• **Exercise details**
Here are some records; copy every line that holds the word "UnboundedReceiver".
◇ ◇ ◇ ◇ ◇ ◇ ◇
#[cfg(test)]
mod tests {
    use super::*;
    use crate::generation::GenerationError;
    use crate::history::{HistoryError, InMemorySessionStore};
    use crate::mock::{MockGenerator, MockResponse};
    use crate::websocket::connection::ConnectionHandle;
    use assert_matches::assert_matches;
    use async_trait::async_trait;
    use relay_core::ErrorCode;
    use std::time::Duration;
    use tokio::sync::mpsc;

    fn sid() -> SessionId {
        SessionId::from_raw("s1")
    }

    fn setup(responses: Vec<MockResponse>) -> (QueryExecutor, Arc<MockGenerator>, mpsc::UnboundedReceiver<Arc<String>>) {
        let registry = Arc::new(SessionRegistry::new(100));
        let (tx, rx) = mpsc::unbounded_channel();
        let _ = registry.connect(&sid(), None, ConnectionHandle::new(tx));
        let generator = Arc::new(MockGenerator::new(responses));
        let executor = QueryExecutor::new(registry, Arc::clone(&generator) as Arc<dyn TextGenerator>);
        (executor, generator, rx)
    }

    fn received(rx: &mut mpsc::UnboundedReceiver<Arc<String>>) -> Vec<ServerMessage> {
        let mut out = Vec::new();
        while let Ok(frame) = rx.try_recv() {
            out.push(ServerMessage::parse(&frame).unwrap());
        }
        out
    }

    #[tokio::test]
    async fn hello_streams_two_chunks_then_completes() {
        let (executor, _, mut rx) = setup(vec![MockResponse::chunks(&["He", "llo"])]);
        let execution = executor
            .execute(QueryRequest::new(sid(), "hello"), CancellationToken::new())
            .await;

        assert_eq!(execution.outcome, QueryOutcome::Completed);
        assert_eq!(execution.chunks, 2);
        assert_eq!(execution.full_response, "Hello");

        let msgs = received(&mut rx);
        assert_eq!(msgs.len(), 4);
        assert_matches!(&msgs[0], ServerMessage::QueryStart { query, .. } => assert_eq!(query, "hello"));
        assert_matches!(&msgs[1], ServerMessage::Chunk { content, chunk_number: 1, .. } => assert_eq!(content, "He"));
        assert_matches!(&msgs[2], ServerMessage::Chunk { content, chunk_number: 2, .. } => assert_eq!(content, "llo"));
        assert_matches!(&msgs[3], ServerMessage::Complete { full_response, total_chunks: 2, .. } => {
            assert_eq!(full_response, "Hello");
        });
    }

    #[tokio::test]
    async fn every_delta_is_a_numbered_chunk_even_when_empty() {
        let (executor, _, mut rx) = setup(vec![MockResponse::chunks(&["a", "", "b", "c", ""])]);
        let execution = executor
            .execute(QueryRequest::new(sid(), "q"), CancellationToken::new())
            .await;
        assert_eq!(execution.chunks, 5);
        assert_eq!(execution.full_response, "abc");

        let chunks: Vec<(u64, String)> = received(&mut rx)
            .into_iter()
            .filter_map(|m| match m {
                ServerMessage::Chunk {
                    chunk_number, content, ..
                } => Some((chunk_number, content)),
                _ => None,
            })
            .collect();
        let numbers: Vec<u64> = chunks.iter().map(|(n, _)| *n).collect();
        assert_eq!(numbers, vec![1, 2, 3, 4, 5]);
        assert_eq!(chunks[1].1, "");
        assert_eq!(chunks[4].1, "");
    }

    #[tokio::test]
    async fn empty_response_completes_with_zero_chunks() {
        let (executor, _, mut rx) = setup(vec![MockResponse::chunks(&[])]);
        let execution = executor
            .execute(QueryRequest::new(sid(), "q"), CancellationToken::new())
            .await;
        assert_eq!(execution.chunks, 0);
        let msgs = received(&mut rx);
        assert_matches!(msgs.last(), Some(ServerMessage::Complete { total_chunks: 0, .. }));
    }

    #[tokio::test]
    async fn mid_stream_failure_emits_error_without_complete() {
        let (executor, _, mut rx) = setup(vec![MockResponse::fail_after(&["partial"], "model crashed")]);
        let execution = executor
            .execute(QueryRequest::new(sid(), "q"), CancellationToken::new())
            .await;

        assert_eq!(execution.outcome, QueryOutcome::Failed);
        assert!(execution.error.unwrap().contains("model crashed"));
        let msgs = received(&mut rx);
        assert!(!msgs.iter().any(|m| matches!(m, ServerMessage::Complete { .. })));
        assert_matches!(msgs.last(), Some(ServerMessage::Error { code: Some(ErrorCode::ExecutionFailed), error, .. }) => {
            assert!(error.contains("model crashed"));
        });
    }

    #[tokio::test]
    async fn generator_refusal_emits_error() {
        let (executor, _, mut rx) = setup(vec![MockResponse::Error(GenerationError::Unavailable("down".into()))]);
        let execution = executor
            .execute(QueryRequest::new(sid(), "q"), CancellationToken::new())
            .await;
        assert_eq!(execution.outcome, QueryOutcome::Failed);
        let msgs = received(&mut rx);
        assert_eq!(msgs.len(), 2);
        assert_matches!(&msgs[1], ServerMessage::Error { .. });
    }

    #[tokio::test]
    async fn cancellation_ends_with_connection_closed() {
        let (executor, _, mut rx) = setup(vec![MockResponse::Hang(vec!["a".into()])]);
        let cancel = CancellationToken::new();
        let trigger = cancel.clone();
        let _ = tokio::spawn(async move {
            tokio::time::sleep(Duration::from_millis(20)).await;
            trigger.cancel();
        });

        let execution = executor.execute(QueryRequest::new(sid(), "q"), cancel).await;
        assert_eq!(execution.outcome, QueryOutcome::Failed);
        assert_eq!(execution.chunks, 1);
        let msgs = received(&mut rx);
        assert_matches!(msgs.last(), Some(ServerMessage::Error { code: Some(ErrorCode::ConnectionClosed), .. }));
    }

    #[tokio::test]
    async fn output_is_buffered_when_session_has_no_handle() {
        let registry = Arc::new(SessionRegistry::new(100));
        let generator = Arc::new(MockGenerator::new(vec![MockResponse::chunks(&["x"])]));
        let executor = QueryExecutor::new(Arc::clone(&registry), generator);
        let _ = executor
            .execute(QueryRequest::new(sid(), "q"), CancellationToken::new())
            .await;
        assert_eq!(registry.buffered_payloads(&sid()).len(), 3);
    }

    #[tokio::test]
    async fn include_context_passes_store_context_to_generator() {
        let (executor, generator, _rx) = setup(vec![MockResponse::chunks(&["ok"])]);
        let store = Arc::new(InMemorySessionStore::default());
        store
            .record(
                &sid(),
                HistoryEntry {
                    query: "earlier".into(),
                    response_length: 2,
                    timestamp: Utc::now(),
                    outcome: QueryOutcome::Completed,
                },
            )
            .await
            .unwrap();
        let executor = executor.with_store(store);

        let mut request = QueryRequest::new(sid(), "now");
        request.include_context = true;
        request.system_prompt = Some("be terse".into());
        let _ = executor.execute(request, CancellationToken::new()).await;

        let seen = generator.requests();
        assert!(seen[0].context.as_deref().unwrap().contains("earlier"));
        assert_eq!(seen[0].system_prompt.as_deref(), Some("be terse"));
    }

    #[tokio::test]
    async fn history_receives_entry() {
        let (executor, _, _rx) = setup(vec![MockResponse::chunks(&["He", "llo"])]);
        let store = Arc::new(InMemorySessionStore::default());
        let executor = executor.with_store(Arc::clone(&store) as Arc<dyn SessionStore>);
        let _ = executor
            .execute(QueryRequest::new(sid(), "hello"), CancellationToken::new())
            .await;

        let mut entries = Vec::new();
        for _ in 0..50 {
            entries = store.entries(&sid());
            if !entries.is_empty() {
                break;
            }
            tokio::task::yield_now().await;
        }
        assert_eq!(entries.len(), 1);
        assert_eq!(entries[0].query, "hello");
        assert_eq!(entries[0].response_length, 5);
    }

    struct FailingStore;

    #[async_trait]
    impl SessionStore for FailingStore {
        async fn record(&self, _: &SessionId, _: HistoryEntry) -> Result<(), HistoryError> {
            Err(HistoryError::Unavailable("disk full".into()))
        }
    }

    #[tokio::test]
    async fn history_failure_does_not_affect_outcome() {
        let (executor, _, mut rx) = setup(vec![MockResponse::chunks(&["a"])]);
        let executor = executor.with_store(Arc::new(FailingStore));
        let execution = executor
            .execute(QueryRequest::new(sid(), "q"), CancellationToken::new())
            .await;
        assert_eq!(execution.outcome, QueryOutcome::Completed);
        assert_matches!(received(&mut rx).last(), Some(ServerMessage::Complete { .. }));
    }
}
◇ ◇ ◇ ◇ ◇ ◇ ◇
• **Solution to this task**
    fn setup(responses: Vec<MockResponse>) -> (QueryExecutor, Arc<MockGenerator>, mpsc::UnboundedReceiver<Arc<String>>) {
    fn received(rx: &mut mpsc::UnboundedReceiver<Arc<String>>) -> Vec<ServerMessage> {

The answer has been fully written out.